The Common Vulnerability Scoring System (CVSS) is a published standard that uses the CVE List and other sources to produce a numerical score that reflects a vulnerability’s severity. CVSS is used by organizations and services around the globe to prioritize vulnerabilities and assess their vulnerability management processes. CVSS is an excellent example of how the standardized, publicly available CVE List is leveraged by another service to add value to vulnerability management programs.
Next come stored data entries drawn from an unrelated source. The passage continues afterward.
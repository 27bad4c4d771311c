//! In-memory transport for development and testing
//!
//! [`MemoryConnector`] hands every accepted connection to a
//! [`MemoryListener`], where a [`MemoryPeer`] plays the server side.

use async_trait::async_trait;
use futures::channel::mpsc;
use futures::{SinkExt, StreamExt};
use live_wire::Frame;
use parking_lot::Mutex;
use serde_json::Value;
use tracing::debug;

use super::{CloseCode, ConnectRequest, Connector, FrameSink, FrameSource, TransportMessage};
use crate::error::TransportError;

type ServerSide = mpsc::UnboundedSender<Result<TransportMessage, TransportError>>;

/// Client side of the in-memory transport
pub struct MemoryConnector {
    accept_tx: mpsc::UnboundedSender<MemoryPeer>,
    /// Error returned by the next connection attempt
    refusal: Mutex<Option<TransportError>>,
}

/// Receives connections opened through a [`MemoryConnector`]
pub struct MemoryListener {
    accept_rx: mpsc::UnboundedReceiver<MemoryPeer>,
}

/// Server side of one in-memory connection
pub struct MemoryPeer {
    request: ConnectRequest,
    inbound: mpsc::UnboundedReceiver<TransportMessage>,
    outbound: ServerSide,
}

impl MemoryConnector {
    /// Create a connector and the listener that accepts its connections
    pub fn new() -> (Self, MemoryListener) {
        let (accept_tx, accept_rx) = mpsc::unbounded();
        (
            Self {
                accept_tx,
                refusal: Mutex::new(None),
            },
            MemoryListener { accept_rx },
        )
    }

    /// Fail the next connection attempt with `err`
    pub fn refuse_next(&self, err: TransportError) {
        *self.refusal.lock() = Some(err);
    }
}

#[async_trait]
impl Connector for MemoryConnector {
    async fn connect(
        &self,
        request: ConnectRequest,
    ) -> Result<(FrameSink, FrameSource), TransportError> {
        let refusal = self.refusal.lock().take();
        if let Some(err) = refusal {
            debug!("Refusing in-memory connection to {}: {}", request.url, err);
            return Err(err);
        }

        let (client_tx, server_rx) = mpsc::unbounded::<TransportMessage>();
        let (server_tx, client_rx) = mpsc::unbounded();

        let peer = MemoryPeer {
            request,
            inbound: server_rx,
            outbound: server_tx,
        };
        self.accept_tx
            .unbounded_send(peer)
            .map_err(|_| TransportError::Io("memory listener dropped".to_string()))?;

        let sink = client_tx.sink_map_err(|_| {
            TransportError::ConnectionLost("memory peer dropped the connection".to_string())
        });
        Ok((Box::pin(sink), Box::pin(client_rx)))
    }
}

impl MemoryListener {
    /// Wait for the next connection; `None` once the connector is dropped
    pub async fn accept(&mut self) -> Option<MemoryPeer> {
        self.accept_rx.next().await
    }
}

impl MemoryPeer {
    /// The request the client connected with
    pub fn request(&self) -> &ConnectRequest {
        &self.request
    }

    /// Next message written by the client; `None` once the client hung up
    pub async fn recv(&mut self) -> Option<TransportMessage> {
        self.inbound.next().await
    }

    /// Next frame written by the client, decoded as JSON
    ///
    /// Returns `None` on a close message, a hang-up, or a frame that is not JSON.
    pub async fn recv_json(&mut self) -> Option<Value> {
        match self.recv().await? {
            TransportMessage::Frame(frame) => serde_json::from_slice(frame.as_bytes()).ok(),
            TransportMessage::Close { .. } => None,
        }
    }

    /// Deliver a frame to the client
    pub fn send_frame(&self, frame: Frame) -> bool {
        self.outbound
            .unbounded_send(Ok(TransportMessage::Frame(frame)))
            .is_ok()
    }

    /// Deliver a JSON value to the client as a binary frame
    pub fn send_json(&self, value: &Value) -> bool {
        self.send_frame(Frame::from(value.to_string().into_bytes()))
    }

    /// Send a close frame and end the client's inbound stream
    pub fn close(&self, code: CloseCode, reason: &str) {
        let _ = self.outbound.unbounded_send(Ok(TransportMessage::Close {
            code,
            reason: reason.to_string(),
        }));
        self.outbound.close_channel();
    }

    /// Fail the client's inbound stream with a transport error
    pub fn fail(&self, err: TransportError) {
        let _ = self.outbound.unbounded_send(Err(err));
        self.outbound.close_channel();
    }

    /// Stop accepting client writes, as a peer that vanished would
    pub fn hang_up(&mut self) {
        self.inbound.close();
    }
}

#[cfg(test)]
mod tests {
    use super::*;
    use std::time::Duration;
    use url::Url;

    fn request() -> ConnectRequest {
        ConnectRequest::new(Url::parse("wss://memory/ws").unwrap(), Duration::from_secs(1))
            .header("x-goog-api-key", "test")
    }

    #[tokio::test]
    async fn test_frames_flow_both_ways() {
        let (connector, mut listener) = MemoryConnector::new();
        let (mut sink, mut source) = connector.connect(request()).await.unwrap();
        let mut peer = listener.accept().await.unwrap();
        assert_eq!(peer.request().header_value("x-goog-api-key"), Some("test"));

        sink.send(TransportMessage::Frame(Frame::from("{\"a\":1}")))
            .await
            .unwrap();
        assert_eq!(peer.recv_json().await, Some(serde_json::json!({"a": 1})));

        assert!(peer.send_frame(Frame::from("hello")));
        assert_eq!(
            source.next().await,
            Some(Ok(TransportMessage::Frame(Frame::from("hello"))))
        );

        peer.close(CloseCode::NORMAL, "done");
        assert!(matches!(
            source.next().await,
            Some(Ok(TransportMessage::Close {
                code: CloseCode::NORMAL,
                ..
            }))
        ));
        assert!(source.next().await.is_none());
    }

    #[tokio::test]
    async fn test_refused_connection() {
        let (connector, _listener) = MemoryConnector::new();
        connector.refuse_next(TransportError::Io("refused".to_string()));

        assert!(matches!(
            connector.connect(request()).await,
            Err(TransportError::Io(_))
        ));
        assert!(connector.connect(request()).await.is_ok());
    }

    #[tokio::test]
    async fn test_hang_up_fails_client_writes() {
        let (connector, mut listener) = MemoryConnector::new();
        let (mut sink, _source) = connector.connect(request()).await.unwrap();
        let mut peer = listener.accept().await.unwrap();

        peer.hang_up();
        let result = sink.send(TransportMessage::Frame(Frame::from("x"))).await;
        assert!(matches!(result, Err(TransportError::ConnectionLost(_))));
    }
}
To promote its integration with other products and services, the CVE List is available in a number of human- and machine-readable formats.

CVE, security and beyond

The CVE List plays a vital role in the cybersecurity world as an essential resource around which security products and services can share standardized information. However, the CVE List alone is insufficient for building an effective vulnerability remediation program. Other information sources as well as advanced analytic capabilities are required in order to achieve the risk assessment and actionable remediation guidelines that are the hallmarks of a cutting-edge vulnerability remediation solution.

A good example is the industry-leading Snyk Vulnerability Database, which goes far beyond the CVE List to deliver advanced and accurate insights into open-source vulnerabilities. The Snyk Intel Vulnerability Database is based on a rich ecosystem of sources including:

  • Enriched and analyzed data from several vulnerability databases, including CVE (where Snyk is CNA).
  • A dedicated in-house security team that curates other severe vulnerabilities through ongoing independent research efforts.
  • Tight integration with a wide range of threat intelligence systems, carefully listening to chatter on security bulletins, Github commits, and Jira boards to identify vulnerabilities that have not yet been reported.
  • Community members and bug bounties.
  • Academic labs with which Snyk exclusively exchanges tools, methods, and data.

The result is remarkably comprehensive security coverage, including many non-CVE vulnerabilities as well as the exposure of many vulnerabilities before they appear in any public database. Snyk’s benchmarks demonstrate that vulnerabilities are identified 25 days faster in the Snyk database compared with the next largest commercial database.